> **Exercise description**: Every line of the records below that has the word "None" should be copied.

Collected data
Start of Block

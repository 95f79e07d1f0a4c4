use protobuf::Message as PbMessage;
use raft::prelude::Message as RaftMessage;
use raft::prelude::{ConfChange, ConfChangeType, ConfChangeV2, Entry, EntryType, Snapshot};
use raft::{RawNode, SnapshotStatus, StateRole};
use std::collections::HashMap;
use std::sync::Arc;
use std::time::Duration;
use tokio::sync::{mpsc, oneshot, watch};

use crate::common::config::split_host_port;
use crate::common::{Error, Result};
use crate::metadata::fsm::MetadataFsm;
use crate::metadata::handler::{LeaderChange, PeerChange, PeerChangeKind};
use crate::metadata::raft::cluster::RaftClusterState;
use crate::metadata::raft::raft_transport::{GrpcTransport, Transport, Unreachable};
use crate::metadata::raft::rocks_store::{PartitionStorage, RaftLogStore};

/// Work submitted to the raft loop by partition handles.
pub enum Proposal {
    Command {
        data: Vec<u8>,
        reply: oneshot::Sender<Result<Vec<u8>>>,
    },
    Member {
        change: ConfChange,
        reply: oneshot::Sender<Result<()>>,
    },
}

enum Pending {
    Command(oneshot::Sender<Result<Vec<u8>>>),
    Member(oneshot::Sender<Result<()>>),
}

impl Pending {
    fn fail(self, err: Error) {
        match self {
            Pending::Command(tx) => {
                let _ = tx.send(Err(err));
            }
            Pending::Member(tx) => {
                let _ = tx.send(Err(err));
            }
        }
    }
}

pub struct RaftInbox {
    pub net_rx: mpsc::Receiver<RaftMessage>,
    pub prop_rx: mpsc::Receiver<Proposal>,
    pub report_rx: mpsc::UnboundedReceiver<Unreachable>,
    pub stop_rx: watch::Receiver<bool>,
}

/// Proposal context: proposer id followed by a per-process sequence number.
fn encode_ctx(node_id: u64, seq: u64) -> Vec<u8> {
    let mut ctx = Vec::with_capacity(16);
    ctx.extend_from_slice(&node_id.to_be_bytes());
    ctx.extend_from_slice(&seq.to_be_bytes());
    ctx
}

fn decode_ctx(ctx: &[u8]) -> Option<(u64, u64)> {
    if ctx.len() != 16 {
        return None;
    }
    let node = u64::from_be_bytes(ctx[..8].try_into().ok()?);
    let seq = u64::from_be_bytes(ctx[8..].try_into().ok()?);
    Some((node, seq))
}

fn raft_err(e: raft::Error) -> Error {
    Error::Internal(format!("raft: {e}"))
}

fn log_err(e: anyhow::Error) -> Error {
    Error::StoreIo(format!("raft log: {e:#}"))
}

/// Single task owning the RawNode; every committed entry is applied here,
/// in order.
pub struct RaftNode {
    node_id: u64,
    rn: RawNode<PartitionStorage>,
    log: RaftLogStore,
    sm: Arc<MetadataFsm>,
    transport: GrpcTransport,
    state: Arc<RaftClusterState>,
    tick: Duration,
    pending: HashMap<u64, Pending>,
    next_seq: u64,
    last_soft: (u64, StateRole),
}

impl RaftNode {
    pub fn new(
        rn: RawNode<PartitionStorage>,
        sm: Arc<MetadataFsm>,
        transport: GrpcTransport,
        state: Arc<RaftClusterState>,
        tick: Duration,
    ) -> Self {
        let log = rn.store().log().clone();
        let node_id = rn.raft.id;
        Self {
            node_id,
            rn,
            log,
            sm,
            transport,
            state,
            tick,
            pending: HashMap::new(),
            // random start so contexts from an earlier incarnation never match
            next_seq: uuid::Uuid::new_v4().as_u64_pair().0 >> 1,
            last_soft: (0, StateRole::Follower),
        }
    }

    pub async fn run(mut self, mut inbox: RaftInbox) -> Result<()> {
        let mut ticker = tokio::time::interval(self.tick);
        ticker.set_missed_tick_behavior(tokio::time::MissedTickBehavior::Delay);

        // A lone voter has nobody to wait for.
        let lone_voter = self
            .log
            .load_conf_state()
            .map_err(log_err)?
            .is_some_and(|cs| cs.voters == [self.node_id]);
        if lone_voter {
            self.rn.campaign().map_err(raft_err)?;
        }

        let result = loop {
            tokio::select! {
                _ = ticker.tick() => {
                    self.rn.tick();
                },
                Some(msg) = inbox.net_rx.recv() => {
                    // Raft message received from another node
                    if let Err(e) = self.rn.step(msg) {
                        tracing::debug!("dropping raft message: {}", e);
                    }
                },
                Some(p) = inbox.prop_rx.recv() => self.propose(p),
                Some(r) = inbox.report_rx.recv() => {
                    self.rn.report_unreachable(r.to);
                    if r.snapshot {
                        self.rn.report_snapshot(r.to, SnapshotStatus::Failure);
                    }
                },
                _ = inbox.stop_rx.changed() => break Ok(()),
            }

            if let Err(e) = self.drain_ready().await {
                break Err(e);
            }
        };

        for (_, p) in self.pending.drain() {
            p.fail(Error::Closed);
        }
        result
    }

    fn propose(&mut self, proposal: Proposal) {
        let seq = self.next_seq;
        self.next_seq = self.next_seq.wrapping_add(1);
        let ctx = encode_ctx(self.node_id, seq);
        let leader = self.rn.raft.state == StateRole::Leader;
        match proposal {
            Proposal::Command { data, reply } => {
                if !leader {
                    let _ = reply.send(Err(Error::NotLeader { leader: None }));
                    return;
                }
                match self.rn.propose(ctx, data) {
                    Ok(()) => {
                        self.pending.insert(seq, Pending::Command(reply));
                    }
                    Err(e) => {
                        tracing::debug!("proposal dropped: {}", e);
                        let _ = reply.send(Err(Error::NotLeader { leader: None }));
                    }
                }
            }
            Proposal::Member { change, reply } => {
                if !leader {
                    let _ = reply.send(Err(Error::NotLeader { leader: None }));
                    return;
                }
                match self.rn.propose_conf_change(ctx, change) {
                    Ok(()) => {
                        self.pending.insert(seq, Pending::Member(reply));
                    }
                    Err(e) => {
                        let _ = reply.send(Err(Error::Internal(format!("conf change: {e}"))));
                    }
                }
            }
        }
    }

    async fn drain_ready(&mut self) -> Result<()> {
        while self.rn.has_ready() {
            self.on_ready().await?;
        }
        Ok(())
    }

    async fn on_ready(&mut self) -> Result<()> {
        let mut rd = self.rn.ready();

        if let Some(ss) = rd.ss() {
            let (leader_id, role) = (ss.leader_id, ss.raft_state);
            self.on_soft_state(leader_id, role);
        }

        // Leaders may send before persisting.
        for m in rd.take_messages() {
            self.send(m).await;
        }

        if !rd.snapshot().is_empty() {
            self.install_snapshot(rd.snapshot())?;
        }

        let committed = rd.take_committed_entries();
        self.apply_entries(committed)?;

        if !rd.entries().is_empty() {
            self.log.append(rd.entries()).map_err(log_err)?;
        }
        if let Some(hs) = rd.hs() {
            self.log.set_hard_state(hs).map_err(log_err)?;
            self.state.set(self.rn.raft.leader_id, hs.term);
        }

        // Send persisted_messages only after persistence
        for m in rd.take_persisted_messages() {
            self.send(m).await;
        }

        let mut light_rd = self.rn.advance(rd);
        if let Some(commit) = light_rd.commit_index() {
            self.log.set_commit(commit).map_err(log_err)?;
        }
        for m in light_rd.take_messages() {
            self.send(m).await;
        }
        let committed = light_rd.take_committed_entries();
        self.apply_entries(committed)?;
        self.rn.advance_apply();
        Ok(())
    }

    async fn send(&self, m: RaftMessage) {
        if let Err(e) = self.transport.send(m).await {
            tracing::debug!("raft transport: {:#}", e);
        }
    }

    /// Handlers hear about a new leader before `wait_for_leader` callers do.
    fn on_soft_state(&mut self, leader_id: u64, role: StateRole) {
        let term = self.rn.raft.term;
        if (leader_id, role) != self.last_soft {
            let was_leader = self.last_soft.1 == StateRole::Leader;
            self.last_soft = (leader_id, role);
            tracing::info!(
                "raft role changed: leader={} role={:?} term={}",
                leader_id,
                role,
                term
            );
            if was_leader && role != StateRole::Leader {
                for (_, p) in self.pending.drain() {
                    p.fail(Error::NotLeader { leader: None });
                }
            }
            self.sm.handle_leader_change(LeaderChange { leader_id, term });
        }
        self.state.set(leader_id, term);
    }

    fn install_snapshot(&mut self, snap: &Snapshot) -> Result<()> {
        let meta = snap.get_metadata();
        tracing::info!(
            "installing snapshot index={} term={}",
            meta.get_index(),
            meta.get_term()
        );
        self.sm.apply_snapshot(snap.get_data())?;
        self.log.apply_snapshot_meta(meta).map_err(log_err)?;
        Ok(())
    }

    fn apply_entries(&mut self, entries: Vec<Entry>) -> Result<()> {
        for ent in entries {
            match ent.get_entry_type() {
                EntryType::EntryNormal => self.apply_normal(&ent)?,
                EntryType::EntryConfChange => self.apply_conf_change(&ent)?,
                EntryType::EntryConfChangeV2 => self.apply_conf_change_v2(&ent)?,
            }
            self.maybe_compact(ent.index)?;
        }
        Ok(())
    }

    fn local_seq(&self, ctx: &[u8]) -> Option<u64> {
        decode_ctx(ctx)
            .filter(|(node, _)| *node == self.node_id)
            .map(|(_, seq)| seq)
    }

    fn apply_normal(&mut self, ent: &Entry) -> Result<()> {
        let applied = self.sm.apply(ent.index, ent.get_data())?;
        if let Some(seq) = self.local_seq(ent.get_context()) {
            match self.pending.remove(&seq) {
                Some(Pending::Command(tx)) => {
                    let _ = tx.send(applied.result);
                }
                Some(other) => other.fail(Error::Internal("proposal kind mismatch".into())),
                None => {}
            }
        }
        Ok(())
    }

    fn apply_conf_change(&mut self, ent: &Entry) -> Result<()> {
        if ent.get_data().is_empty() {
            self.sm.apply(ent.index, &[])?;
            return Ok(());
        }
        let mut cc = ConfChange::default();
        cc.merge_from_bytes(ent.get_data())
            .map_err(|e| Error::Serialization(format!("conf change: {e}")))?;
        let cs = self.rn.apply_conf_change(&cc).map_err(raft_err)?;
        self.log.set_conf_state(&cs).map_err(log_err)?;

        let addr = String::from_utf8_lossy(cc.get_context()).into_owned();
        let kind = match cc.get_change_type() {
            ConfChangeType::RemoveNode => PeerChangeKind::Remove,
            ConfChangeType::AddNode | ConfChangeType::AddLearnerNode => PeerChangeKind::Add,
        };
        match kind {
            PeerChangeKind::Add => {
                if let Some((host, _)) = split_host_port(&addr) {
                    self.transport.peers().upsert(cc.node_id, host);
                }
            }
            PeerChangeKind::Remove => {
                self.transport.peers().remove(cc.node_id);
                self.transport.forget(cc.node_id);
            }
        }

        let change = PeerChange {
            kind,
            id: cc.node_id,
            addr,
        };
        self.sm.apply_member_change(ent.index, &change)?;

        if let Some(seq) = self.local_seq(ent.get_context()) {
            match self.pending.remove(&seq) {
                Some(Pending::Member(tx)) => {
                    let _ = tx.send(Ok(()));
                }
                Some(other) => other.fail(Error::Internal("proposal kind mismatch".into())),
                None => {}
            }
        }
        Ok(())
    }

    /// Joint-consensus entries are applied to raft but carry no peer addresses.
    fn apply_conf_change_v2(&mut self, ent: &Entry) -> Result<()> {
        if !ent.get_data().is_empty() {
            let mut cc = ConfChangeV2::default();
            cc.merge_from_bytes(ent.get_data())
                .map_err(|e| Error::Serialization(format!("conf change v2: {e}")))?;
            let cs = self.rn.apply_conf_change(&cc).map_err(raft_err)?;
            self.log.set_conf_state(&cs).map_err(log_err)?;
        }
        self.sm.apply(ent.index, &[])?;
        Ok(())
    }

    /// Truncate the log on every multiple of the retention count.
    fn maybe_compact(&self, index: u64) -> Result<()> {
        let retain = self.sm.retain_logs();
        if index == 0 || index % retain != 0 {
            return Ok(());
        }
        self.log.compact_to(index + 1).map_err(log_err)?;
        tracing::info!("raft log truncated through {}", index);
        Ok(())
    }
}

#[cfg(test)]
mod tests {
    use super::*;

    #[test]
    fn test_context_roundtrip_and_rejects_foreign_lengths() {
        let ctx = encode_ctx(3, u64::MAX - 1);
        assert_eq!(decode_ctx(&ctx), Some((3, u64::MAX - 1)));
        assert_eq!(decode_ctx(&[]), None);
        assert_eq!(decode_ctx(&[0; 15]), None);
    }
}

End of Block
Start of Block

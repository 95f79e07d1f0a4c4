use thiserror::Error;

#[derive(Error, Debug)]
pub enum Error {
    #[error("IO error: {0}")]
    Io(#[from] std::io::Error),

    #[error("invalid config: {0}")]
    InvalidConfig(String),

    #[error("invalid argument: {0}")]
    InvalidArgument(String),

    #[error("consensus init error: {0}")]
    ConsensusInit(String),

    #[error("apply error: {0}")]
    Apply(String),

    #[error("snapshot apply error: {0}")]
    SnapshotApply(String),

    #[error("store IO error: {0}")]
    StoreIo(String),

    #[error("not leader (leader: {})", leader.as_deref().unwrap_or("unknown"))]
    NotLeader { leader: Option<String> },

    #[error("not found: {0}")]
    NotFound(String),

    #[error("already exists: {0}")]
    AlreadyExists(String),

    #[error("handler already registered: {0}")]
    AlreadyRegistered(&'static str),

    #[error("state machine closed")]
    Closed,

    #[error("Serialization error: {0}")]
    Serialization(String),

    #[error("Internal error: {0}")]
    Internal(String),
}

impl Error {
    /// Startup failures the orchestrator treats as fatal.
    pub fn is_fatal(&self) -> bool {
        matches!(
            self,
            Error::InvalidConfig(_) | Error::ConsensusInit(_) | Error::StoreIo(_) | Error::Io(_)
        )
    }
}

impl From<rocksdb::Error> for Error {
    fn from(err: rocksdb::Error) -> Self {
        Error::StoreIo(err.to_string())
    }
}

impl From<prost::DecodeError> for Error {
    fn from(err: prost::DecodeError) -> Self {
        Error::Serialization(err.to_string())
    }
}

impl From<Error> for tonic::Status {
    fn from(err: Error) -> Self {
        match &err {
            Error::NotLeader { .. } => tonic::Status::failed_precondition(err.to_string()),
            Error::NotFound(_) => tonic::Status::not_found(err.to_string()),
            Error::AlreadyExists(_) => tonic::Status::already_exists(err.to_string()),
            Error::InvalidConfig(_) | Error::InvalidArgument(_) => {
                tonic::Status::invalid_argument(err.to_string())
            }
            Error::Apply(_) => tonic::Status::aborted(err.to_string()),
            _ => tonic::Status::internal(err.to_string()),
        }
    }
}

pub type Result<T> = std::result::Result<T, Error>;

End of Block

> **Result of the exercise**:
        return None;
                    let _ = reply.send(Err(Error::NotLeader { leader: None }));
                        let _ = reply.send(Err(Error::NotLeader { leader: None }));
                    let _ = reply.send(Err(Error::NotLeader { leader: None }));
                    p.fail(Error::NotLeader { leader: None });
                None => {}
                None => {}
        assert_eq!(decode_ctx(&[]), None);
        assert_eq!(decode_ctx(&[0; 15]), None);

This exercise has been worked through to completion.